6 Unit: 6: Learning Analytics: Methods & Working with Data
When we talk about learning analytics methods, these include a range of methodologies and techniques inherent in educational data mining and statistical analysis — from basic descriptive statistics to structural equation modelling, the use of machine learning and, increasingly, artificial intelligence.
The definition of learning analytics carries three key parts, which constitute methods:
i. collection,
ii. analysis and
iii. reporting.
In this unit, we will discuss each of these parts, and introduce you to techniques, methods and tools that will help start your practical learning-analytics journey.
Learning outcomes
The course of this unit will follow the route one might take when exploring an educational data problem and conducting analysis in that context. After you have worked through this unit, you should be able to:
- identify the different analytical and statistical methods that are most often used in learning analytics, including but not limited to text analysis and process mining
- describe the uses of machine learning and artificial intelligence in learning analytics
- choose a context-appropriate option to make the optimum use of algorithmic decision-making systems (and understand the implications)
One key task in learning analytics is to know what data to collect, as well as where and how to collect data. Learning analytics involves qualitative and quantitative data collection methods. In this part of Unit 6, we focus on collection methods for quantitative data. (You will recall from Unit 2 that qualitative data collection includes structured and unstructured interviews, focus groups, observations, open-ended surveys and other narrative sources; if you need a refresher, you can review section “Making sense of knowledge claims”.)
The quantitative approach (an approach for numerical and/or measurable data) in learning analytics tends to give rise to large data sets. For example, when learners use digital learning environments, they generate lots of data that are stored on servers. This can lead to extremely large repositories of data sets, sometimes known as “big data.”

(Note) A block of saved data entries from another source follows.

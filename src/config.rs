use std::env;

/// Server configuration, read once at startup. No config file, no config crate —
/// every field has an environment variable and a sensible default.
///
/// Environment variables:
/// - `CHAT_BIND_ADDR` — host:port to listen on (default: `0.0.0.0:8888`)
/// - `CHAT_CERT_PATH` — PEM certificate chain path (default: `certificates/server-cert.pem`)
/// - `CHAT_KEY_PATH` — PEM private key path (default: `certificates/server-key.pem`)
/// - `CHAT_USER_DB_PATH` — JSON user store path (default: `data/users.json`)
/// - `CHAT_MAX_CONCURRENT` — scheduler's bounded worker budget (default: 10)
/// - `CHAT_HEARTBEAT_TIMEOUT_SECS` — liveness window (default: 60)
/// - `CHAT_REAPER_INTERVAL_SECS` — reaper sweep period (default: 30)
/// - `CHAT_MAX_FRAME_SIZE` — codec frame ceiling in bytes (default: 16 MiB)
/// - `CHAT_LOG_DIR` — directory for a daily-rotating log file, in addition to stdout
///   (default: unset, stdout only)
#[derive(Debug, Clone)]
pub struct ServerConfig {
    pub bind_addr: String,
    pub cert_path: String,
    pub key_path: String,
    pub user_db_path: String,
    pub max_concurrent: usize,
    pub heartbeat_timeout_secs: u64,
    pub reaper_interval_secs: u64,
    pub max_frame_size: u32,
    pub log_dir: Option<String>,
}

impl Default for ServerConfig {
    fn default() -> Self {
        Self {
            bind_addr: "0.0.0.0:8888".to_string(),
            cert_path: "certificates/server-cert.pem".to_string(),
            key_path: "certificates/server-key.pem".to_string(),
            user_db_path: "data/users.json".to_string(),
            max_concurrent: 10,
            heartbeat_timeout_secs: 60,
            reaper_interval_secs: 30,
            max_frame_size: 16 * 1024 * 1024,
            log_dir: None,
        }
    }
}

impl ServerConfig {
    /// Build a config from environment variables, falling back to defaults.
    pub fn from_env() -> Self {
        let mut config = Self::default();

        if let Ok(val) = env::var("CHAT_BIND_ADDR") {
            config.bind_addr = val;
        }
        if let Ok(val) = env::var("CHAT_CERT_PATH") {
            config.cert_path = val;
        }
        if let Ok(val) = env::var("CHAT_KEY_PATH") {
            config.key_path = val;
        }
        if let Ok(val) = env::var("CHAT_USER_DB_PATH") {
            config.user_db_path = val;
        }
        if let Ok(val) = env::var("CHAT_MAX_CONCURRENT")
            && let Ok(n) = val.parse::<usize>()
        {
            config.max_concurrent = n;
        }
        if let Ok(val) = env::var("CHAT_HEARTBEAT_TIMEOUT_SECS")
            && let Ok(n) = val.parse::<u64>()
        {
            config.heartbeat_timeout_secs = n;
        }
        if let Ok(val) = env::var("CHAT_REAPER_INTERVAL_SECS")
            && let Ok(n) = val.parse::<u64>()
        {
            config.reaper_interval_secs = n;
        }
        if let Ok(val) = env::var("CHAT_MAX_FRAME_SIZE")
            && let Ok(n) = val.parse::<u32>()
        {
            config.max_frame_size = n;
        }
        if let Ok(val) = env::var("CHAT_LOG_DIR") {
            config.log_dir = Some(val);
        }

        config
    }
}

#[cfg(test)]
mod tests {
    use super::*;

    #[test]
    fn defaults_are_sane() {
        let config = ServerConfig::default();
        assert_eq!(config.bind_addr, "0.0.0.0:8888");
        assert_eq!(config.max_concurrent, 10);
        assert_eq!(config.heartbeat_timeout_secs, 60);
        assert_eq!(config.reaper_interval_secs, 30);
    }
}
use thiserror::Error;

/// Crate-wide error type. Connection and scheduler boundaries are the only places
/// a `ChatError` is turned into an outbound `error` frame, a log line, or a teardown.
#[derive(Debug, Error)]
pub enum ChatError {
    #[error("malformed frame: {0}")]
    Protocol(String),

    #[error("unknown message kind: {0}")]
    UnknownKind(String),

    #[error("frame exceeds maximum size ({size} > {max})")]
    FrameTooLarge { size: u32, max: u32 },

    #[error("Not authenticated")]
    Unauthorized,

    #[error("Not in a room")]
    NotInRoom,

    #[error("Room not found")]
    RoomNotFound,

    #[error("username already exists")]
    UsernameExists,

    #[error("invalid credentials")]
    InvalidCredentials,

    #[error("session already active for this user")]
    SessionAlreadyActive,

    #[error(transparent)]
    Io(#[from] std::io::Error),

    #[error("persistence error: {0}")]
    Persistence(#[from] serde_json::Error),

    #[error("tls error: {0}")]
    Tls(String),
}

pub type ChatResult<T> = std::result::Result<T, ChatError>;
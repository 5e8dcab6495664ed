use std::collections::VecDeque;
use std::sync::Arc;
use std::sync::atomic::{AtomicU64, AtomicUsize, Ordering};
use std::sync::Mutex;
use std::time::Duration;

use crate::server::Server;

const WINDOW_SIZE: usize = 256;

/// Cadence of the ambient stats log, matching the Python original's `report_stats()` loop.
const REPORT_INTERVAL_SECS: u64 = 60;

#[derive(Debug, Clone)]
pub struct Snapshot {
    pub total_connections: u64,
    pub current_connections: usize,
    pub messages_processed: u64,
    pub bytes_transferred: u64,
    pub avg_processing_ms: Option<f64>,
    pub avg_latency_ms: Option<f64>,
}

#[derive(Default)]
struct Windows {
    processing_times: VecDeque<f64>,
    latencies: VecDeque<f64>,
}

impl Windows {
    fn push(window: &mut VecDeque<f64>, value: f64) {
        if window.len() == WINDOW_SIZE {
            window.pop_front();
        }
        window.push_back(value);
    }

    fn average(window: &VecDeque<f64>) -> Option<f64> {
        if window.is_empty() {
            None
        } else {
            Some(window.iter().sum::<f64>() / window.len() as f64)
        }
    }
}

/// Atomic counters plus fixed-capacity rolling windows, mirroring the Python original's
/// `PerformanceMonitor` (its `deque(maxlen=window_size)` windows, its counter set) minus the
/// matplotlib graph rendering that's out of scope here — see §10.4/§10.6.
pub struct PerformanceCounter {
    total_connections: AtomicU64,
    current_connections: AtomicUsize,
    messages_processed: AtomicU64,
    bytes_transferred: AtomicU64,
    windows: Mutex<Windows>,
}

impl Default for PerformanceCounter {
    fn default() -> Self {
        Self {
            total_connections: AtomicU64::new(0),
            current_connections: AtomicUsize::new(0),
            messages_processed: AtomicU64::new(0),
            bytes_transferred: AtomicU64::new(0),
            windows: Mutex::new(Windows::default()),
        }
    }
}

impl PerformanceCounter {
    pub fn new() -> Self {
        Self::default()
    }

    pub fn record_connection(&self) {
        self.total_connections.fetch_add(1, Ordering::Relaxed);
        self.current_connections.fetch_add(1, Ordering::Relaxed);
    }

    pub fn record_disconnection(&self) {
        self.current_connections.fetch_sub(1, Ordering::Relaxed);
    }

    pub fn record_message(&self, bytes: u64) {
        self.messages_processed.fetch_add(1, Ordering::Relaxed);
        self.bytes_transferred.fetch_add(bytes, Ordering::Relaxed);
    }

    pub fn record_processing_time(&self, elapsed: Duration) {
        let mut windows = self.windows.lock().unwrap();
        Windows::push(&mut windows.processing_times, elapsed.as_secs_f64() * 1000.0);
    }

    pub fn record_latency(&self, elapsed: Duration) {
        let mut windows = self.windows.lock().unwrap();
        Windows::push(&mut windows.latencies, elapsed.as_secs_f64() * 1000.0);
    }

    pub fn snapshot(&self) -> Snapshot {
        let windows = self.windows.lock().unwrap();
        Snapshot {
            total_connections: self.total_connections.load(Ordering::Relaxed),
            current_connections: self.current_connections.load(Ordering::Relaxed),
            messages_processed: self.messages_processed.load(Ordering::Relaxed),
            bytes_transferred: self.bytes_transferred.load(Ordering::Relaxed),
            avg_processing_ms: Windows::average(&windows.processing_times),
            avg_latency_ms: Windows::average(&windows.latencies),
        }
    }
}

/// Spawns the periodic ambient-observability log, grounded on the teacher's
/// `spawn_retention_task` loop shape (`tokio::spawn` looping a fixed `sleep`, logging a
/// structured summary each tick). The Python original serializes a stats snapshot to a
/// JSON-lines file every 60 seconds via `performance_monitor.report_stats()`; §1/§10.6 treat
/// the graph-rendering half of that component as out of scope but the periodic snapshot
/// itself as ambient observability, so it survives as a structured log line instead of a file.
pub fn spawn_report(server: Arc<Server>) {
    tokio::spawn(async move {
        loop {
            tokio::time::sleep(Duration::from_secs(REPORT_INTERVAL_SECS)).await;
            let snapshot = server.metrics.snapshot();
            tracing::info!(
                total_connections = snapshot.total_connections,
                current_connections = snapshot.current_connections,
                messages_processed = snapshot.messages_processed,
                bytes_transferred = snapshot.bytes_transferred,
                avg_processing_ms = ?snapshot.avg_processing_ms,
                avg_latency_ms = ?snapshot.avg_latency_ms,
                "performance snapshot"
            );
        }
    });
}
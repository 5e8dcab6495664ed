use std::sync::Arc;
use std::time::Duration;

use crate::connection;
use crate::server::Server;

/// Background liveness sweep, spawned once at server startup.
///
/// Grounded directly on the teacher's `spawn_retention_task` (`src/retention.rs`): a
/// `tokio::spawn`'d loop that sleeps a fixed interval and then runs one sweep, logging what it
/// did. The sweep predicate changes from "messages past a retention window" to "connections
/// past a heartbeat window", and pruning becomes tearing down (§4.7).
pub fn spawn(server: Arc<Server>) {
    tokio::spawn(async move {
        let interval = Duration::from_secs(server.config.reaper_interval_secs);
        let timeout = Duration::from_secs(server.config.heartbeat_timeout_secs);

        loop {
            tokio::time::sleep(interval).await;
            let evicted = sweep(&server, timeout);
            if evicted > 0 {
                tracing::info!(evicted, "liveness reaper evicted stale connections");
            }
        }
    });
}

fn sweep(server: &Arc<Server>, timeout: Duration) -> usize {
    let stale: Vec<_> = {
        let connections = server.connections.lock().unwrap();
        connections
            .values()
            .filter(|handle| handle.is_stale(timeout))
            .cloned()
            .collect()
    };

    for handle in &stale {
        connection::teardown(server, handle);
    }
    stale.len()
}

Data manipulation is critical when validating your quantitative sample. In the data science world, we say “no clean data, no clean mining results.” If the data source is a learning management system, a digital online platform or similar, it is highly likely that your hands will be dirty with rogue data. Data file extensions may be comma delimited, tab delimited, or pipe (|) delimited. As a learning analyst, you will almost certainly reach the stage where you work with a messy information structure. Log data from digital educational systems are most likely not immediately amenable to analysis (Slater et al., 2017). Hence, you must address your repository data types, values and rows.
Data cleaning milestones
Noisy data are not intentional but incidental, arising due to technological and human flaws. In the following, we list some of the major cleaning steps needed when working with educational data for the purpose of implementing learning analytics techniques/processes:
Entry and intermediate level
If you are new to data manipulation or have a little experience, below table presents our software recommendations for tasks of simple to medium complexity:
Advanced level
Spreadsheet software will not be sufficient for all types of data manipulation tasks. You may reach the point where there is a need to do advanced data aggregations, creating a more complex task not easily tackled by entry-level software. Such basic tools have limitations associated with the amount of data being pre-loaded, loaded, and executed, which slow down the analysis process. In given table, we suggest a few more advanced data-manipulation tools that you might use for both simple and complex tasks.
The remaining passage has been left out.